Common across all focus groups was an initial feeling of nerves and embarrassment, especially regarding being on camera. Understanding the different tasks involved, however, allowed them to contribute and participate in other ways. One participant in focus group 3 felt that he was nervous in front of the camera, but being involved in the recording process and learning about other tasks needed for filming had helped alleviate his nerves. A similar view was shared in focus groups 1 and 2:
I was nervous as I was going to be on a TV. I just had a laugh. It was funny at the GFT. I wasn’t that embarrassed there … I was frightened in case they tried to point me out. I was quite happy with it [the final film]. (Focus group 1) I really liked the experience. It was a bit embarrassing to start off with, but once I got into it, it became easier. I had the starring role, I didn’t do any of the other stuff [filming, planning, editing] as I was mostly acting. There wasn’t anything that I didn’t like … perhaps the zoom up at the end! (Focus group 2)

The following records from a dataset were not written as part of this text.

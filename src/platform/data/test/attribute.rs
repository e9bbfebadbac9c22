use super::*;
use crate::platform::model::attribute::{AttributeDraft, FrontendInput};

fn draft(code: &str, input: FrontendInput) -> AttributeDraft {
    AttributeDraft {
        code: code.to_string(),
        label: "Color".to_string(),
        input,
        backend_type: input.backend_type().to_string(),
        ..Default::default()
    }
}

/// Tests that options keep their order and store labels are resolved.
///
/// Expected: Ok with options in sort order and the store 1 label
#[tokio::test]
async fn saves_labels_and_options() -> Result<(), PlatformError> {
    let platform = storefront_platform().await;
    let mut attribute = draft("color", FrontendInput::Select);
    attribute.options = vec!["Red".to_string(), "Green".to_string(), "Blue".to_string()];
    attribute.store_labels = vec![(0, "Ignored".to_string()), (1, "Couleur".to_string())];

    let saved = platform.attributes().save(attribute).await?;
    let found = platform.attributes().get_by_code("color").await?;

    assert_eq!(found, saved);
    assert_eq!(saved.option_labels(), vec!["Red", "Green", "Blue"]);
    assert_eq!(saved.label_for(1), "Couleur");
    assert_eq!(saved.label_for(0), "Color");
    assert_eq!(saved.labels.len(), 1);
    assert_eq!(saved.frontend_input(), Some(FrontendInput::Select));

    Ok(())
}

/// Tests that only searchable attributes refresh the search index.
///
/// Expected: one search index job, for the searchable attribute
#[tokio::test]
async fn searchable_attribute_updates_search_index() -> Result<(), PlatformError> {
    let platform = storefront_platform().await;
    let mut searchable = draft("material", FrontendInput::Text);
    searchable.is_searchable = true;

    platform
        .attributes()
        .save(draft("weight", FrontendInput::Price))
        .await?;
    let saved = platform.attributes().save(searchable).await?;

    assert_eq!(
        platform.indexer().applied(),
        vec![IndexJob {
            indexer: SEARCH_INDEX,
            entity_id: saved.model.id,
        }]
    );

    Ok(())
}

/// Tests deleting an attribute twice.
///
/// Expected: second delete is a not-found error
#[tokio::test]
async fn deletes_attribute() -> Result<(), PlatformError> {
    let platform = storefront_platform().await;
    let repo = platform.attributes();
    let saved = repo.save(draft("size", FrontendInput::Text)).await?;

    repo.delete(&saved).await?;

    assert!(repo.delete(&saved).await.unwrap_err().is_not_found());

    Ok(())
}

The young people involved in the focus groups reported a positive response by the end of the project. Young people in focus group 3 in particular were beginning to plan their next film and could identify how they would improve upon their previous recording.
Impact of the experience on young people
From their involvement in the Moving Image Education project and including overcoming their initial embarrassment and nerves, the young people could identify what they had learned from their experience. They saw this as lying within two main areas: support, and ownership and confidence.
The young people felt that they were supported by their trainers and that their voices and opinions were heard regarding the project. Many of the young people not only noticed a difference in themselves during the project, but two groups (one in Block A and one in Block B) also noticed a change in their trainers:
I liked working with [trainer] and [mentor] on the project. It wasn’t bad. He [trainer] didn’t shout at me as much. I liked how they listened to my ideas and took them on board … I felt supported. My ideas went in. I did my own thing rather than being told what to do. (Focus group 2)
A similar view was expressed by focus group 3:
Enjoyed it. They encouraged you to get on. Rounded us up and told us we’re doing it all. They treated us like pals. (Focus group 3)
Ownership of the project was an important aspect of the experience. Consequently, across all three groups an increase in confidence was felt, be this for interviews, for working with the equipment or for working with others. The young people believed that their involvement in the programme had contributed to this greatly. When asked about what they had taken from the project, a participant from focus group 1 (Block A) felt,
[I] didn’t learn anything much from the film but did get confident. I wasn’t really confident when I came in [to the centre]. [I] hadn’t done it [recording] before … more confidence to do something I hadn’t done before … (Focus group 1)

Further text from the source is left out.